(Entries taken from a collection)
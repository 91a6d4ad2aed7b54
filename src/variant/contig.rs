//! Flanking-sequence extraction around variants.
//!
//! For each record, emits one named sequence window per requested allele:
//! `flank` bases upstream of the (optionally canonicalized) variant, the
//! allele itself, and `flank` bases downstream, clipped to the chromosome.

use thiserror::Error;

use crate::variant::record::{RecordError, VariantRecord};
use crate::variant::trim::{trim_alleles, TrimResult};

/// Extraction options.
#[derive(Debug, Clone)]
pub struct ContigConfig {
    /// Bases of context extracted on each side of the variant.
    pub flank: usize,
    /// Canonicalize alleles before computing the window.
    pub trim: bool,
    /// Emit a contig for the reference allele.
    pub include_reference: bool,
    /// Emit contigs for alternate alleles.
    pub include_alternates: bool,
    /// Skip alleles longer than this after trimming.
    pub max_allele_len: Option<usize>,
}

impl Default for ContigConfig {
    fn default() -> Self {
        Self {
            flank: 50,
            trim: false,
            include_reference: true,
            include_alternates: true,
            max_allele_len: None,
        }
    }
}

/// Tally of records and alleles excluded by the length threshold.
///
/// Skips are summary statistics, never errors; the accumulator is passed
/// through the extraction call rather than kept as ambient state.
#[derive(Debug, Default, Clone, Copy, PartialEq, Eq)]
pub struct SkipStats {
    /// Whole records excluded (over-long reference, or no surviving alternate).
    pub records_skipped: u64,
    /// Individual alternate alleles excluded while siblings were emitted.
    pub alleles_skipped: u64,
}

/// One extracted sequence window with its provenance-encoding name.
#[derive(Debug, Clone, PartialEq, Eq)]
pub struct ContigRecord {
    /// Encodes id, chromosome, 1-based position, allele index, trimmed
    /// ref/allele strings, the variant's offset within the window and the
    /// trims applied.
    pub name: String,
    /// Extracted bases: upstream flank, allele, downstream flank.
    pub sequence: Vec<u8>,
}

/// Errors raised during contig extraction.
#[derive(Debug, Error)]
pub enum ExtractError {
    /// Nonsensical option combination, rejected before any record is read.
    #[error("invalid configuration: {0}")]
    InvalidConfig(String),
    /// The record itself is malformed.
    #[error(transparent)]
    Record(#[from] RecordError),
}

/// Extracts flanking-sequence windows for a stream of records.
#[derive(Debug, Clone)]
pub struct ContigExtractor {
    config: ContigConfig,
}

impl ContigExtractor {
    /// Validate the configuration and build an extractor.
    pub fn new(config: ContigConfig) -> Result<Self, ExtractError> {
        if !config.include_reference && !config.include_alternates {
            return Err(ExtractError::InvalidConfig(
                "at least one of the reference and alternate alleles must be emitted".into(),
            ));
        }
        Ok(Self { config })
    }

    /// Extract the contigs for one record against its chromosome sequence.
    ///
    /// Returns an empty list when the record is excluded by the length
    /// threshold; the exclusion is tallied in `stats`.
    pub fn extract(
        &self,
        record: &VariantRecord,
        chrom: &[u8],
        stats: &mut SkipStats,
    ) -> Result<Vec<ContigRecord>, ExtractError> {
        record.check_bounds(chrom.len())?;

        let trim = if self.config.trim {
            trim_alleles(record)?
        } else {
            TrimResult::default()
        };

        let rlen = record.rlen();
        if let Some(max) = self.config.max_allele_len {
            if rlen - trim.ltrim - trim.rtrim > max {
                stats.records_skipped += 1;
                return Ok(Vec::new());
            }
        }

        // Trimmed variant span and the clipped window around it.
        let vstart = record.pos as usize + trim.ltrim;
        let vend = record.pos as usize + rlen - trim.rtrim;
        let start = vstart.saturating_sub(self.config.flank);
        let end = (vend + self.config.flank).min(chrom.len());
        let offset = vstart - start;

        let mut out = Vec::new();
        let mut alternates_seen = 0usize;
        let mut alternates_skipped = 0usize;

        for (index, allele) in record.alleles.iter().enumerate() {
            if index == 0 && !self.config.include_reference {
                continue;
            }
            if index > 0 && !self.config.include_alternates {
                continue;
            }

            let trimmed = &allele[trim.ltrim..allele.len() - trim.rtrim];
            if index > 0 {
                alternates_seen += 1;
                if let Some(max) = self.config.max_allele_len {
                    if trimmed.len() > max {
                        alternates_skipped += 1;
                        stats.alleles_skipped += 1;
                        continue;
                    }
                }
            }

            let mut sequence =
                Vec::with_capacity((vstart - start) + trimmed.len() + (end - vend));
            sequence.extend_from_slice(&chrom[start..vstart]);
            sequence.extend_from_slice(trimmed);
            sequence.extend_from_slice(&chrom[vend..end]);

            out.push(ContigRecord {
                name: contig_name(record, index, trimmed, offset, trim),
                sequence,
            });
        }

        // A record none of whose alternates fit is dropped entirely, even
        // if its reference contig was eligible.
        if alternates_seen > 0 && alternates_skipped == alternates_seen {
            stats.records_skipped += 1;
            return Ok(Vec::new());
        }

        Ok(out)
    }
}

/// Deterministic per-allele name; `-` stands in for an empty trimmed allele.
fn contig_name(
    record: &VariantRecord,
    index: usize,
    allele: &[u8],
    offset: usize,
    trim: TrimResult,
) -> String {
    let render = |bytes: &[u8]| {
        if bytes.is_empty() {
            "-".to_string()
        } else {
            String::from_utf8_lossy(bytes).into_owned()
        }
    };
    let reference = &record.ref_allele()[trim.ltrim..record.rlen() - trim.rtrim];
    format!(
        "{id}_{chrom}_{pos}_{index}_{reference}_{allele}_o{offset}_t{ltrim}.{rtrim}",
        id = record.id,
        chrom = record.chrom,
        pos = record.pos + 1,
        index = index,
        reference = render(reference),
        allele = render(allele),
        offset = offset,
        ltrim = trim.ltrim,
        rtrim = trim.rtrim,
    )
}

Exercise goal:
Report only how many lines in the entries above contain the string "VariantRecord".

Result:
3